Copy out every line of the data that follows, exactly.

[Collection entries]
════
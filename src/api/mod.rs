//! API Module
//!
//! HTTP handlers and routing for the service REST API.
//!
//! # Endpoints
//! - `GET /` - Route listing
//! - `GET /health` - Health check
//! - `GET /api/test` - Records from the store
//! - `GET /api/data` / `POST /api/data` - Cache-aside records
//! - `GET /api/cache` / `POST /api/cache` - Cache passthrough

pub mod handlers;
pub mod routes;

pub use handlers::*;
pub use routes::create_router;
//! Health Aggregator
//!
//! Pings the store and the cache independently and folds the results into a
//! [`HealthResponse`].

use std::future::Future;
use std::time::Duration;

use tracing::warn;

use crate::cache::CacheBackend;
use crate::error::Result;
use crate::models::{ComponentStatus, HealthResponse};
use crate::store::RecordStore;

/// Default bound on each dependency ping.
pub const DEFAULT_HEALTH_TIMEOUT: Duration = Duration::from_secs(5);

/// Runs both pings concurrently; each one that errors or exceeds `timeout`
/// marks only its own component unhealthy.
pub async fn check(
    store: &dyn RecordStore,
    cache: &dyn CacheBackend,
    timeout: Duration,
) -> HealthResponse {
    let (database, cache) = tokio::join!(
        probe("database", timeout, store.ping()),
        probe("cache", timeout, cache.ping()),
    );
    HealthResponse::new(database, cache)
}

async fn probe<F>(component: &str, timeout: Duration, ping: F) -> ComponentStatus
where
    F: Future<Output = Result<()>>,
{
    match tokio::time::timeout(timeout, ping).await {
        Ok(Ok(())) => ComponentStatus::Healthy,
        Ok(Err(err)) => {
            warn!("Health check for {} failed: {}", component, err);
            ComponentStatus::Unhealthy
        }
        Err(_) => {
            warn!(
                "Health check for {} timed out after {}ms",
                component,
                timeout.as_millis()
            );
            ComponentStatus::Unhealthy
        }
    }
}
════
→ Solution to the problem:
filename src/api/mod.rs
//! API Module
//!
//! HTTP handlers and routing for the service REST API.
//!
//! # Endpoints
//! - `GET /` - Route listing
//! - `GET /health` - Health check
//! - `GET /api/test` - Records from the store
//! - `GET /api/data` / `POST /api/data` - Cache-aside records
//! - `GET /api/cache` / `POST /api/cache` - Cache passthrough

pub mod handlers;
pub mod routes;

pub use handlers::*;
pub use routes::create_router;
//! Health Aggregator
//!
//! Pings the store and the cache independently and folds the results into a
//! [`HealthResponse`].

use std::future::Future;
use std::time::Duration;

use tracing::warn;

use crate::cache::CacheBackend;
use crate::error::Result;
use crate::models::{ComponentStatus, HealthResponse};
use crate::store::RecordStore;

/// Default bound on each dependency ping.
pub const DEFAULT_HEALTH_TIMEOUT: Duration = Duration::from_secs(5);

/// Runs both pings concurrently; each one that errors or exceeds `timeout`
/// marks only its own component unhealthy.
pub async fn check(
    store: &dyn RecordStore,
    cache: &dyn CacheBackend,
    timeout: Duration,
) -> HealthResponse {
    let (database, cache) = tokio::join!(
        probe("database", timeout, store.ping()),
        probe("cache", timeout, cache.ping()),
    );
    HealthResponse::new(database, cache)
}

async fn probe<F>(component: &str, timeout: Duration, ping: F) -> ComponentStatus
where
    F: Future<Output = Result<()>>,
{
    match tokio::time::timeout(timeout, ping).await {
        Ok(Ok(())) => ComponentStatus::Healthy,
        Ok(Err(err)) => {
            warn!("Health check for {} failed: {}", component, err);
            ComponentStatus::Unhealthy
        }
        Err(_) => {
            warn!(
                "Health check for {} timed out after {}ms",
                component,
                timeout.as_millis()
            );
            ComponentStatus::Unhealthy
        }
    }
}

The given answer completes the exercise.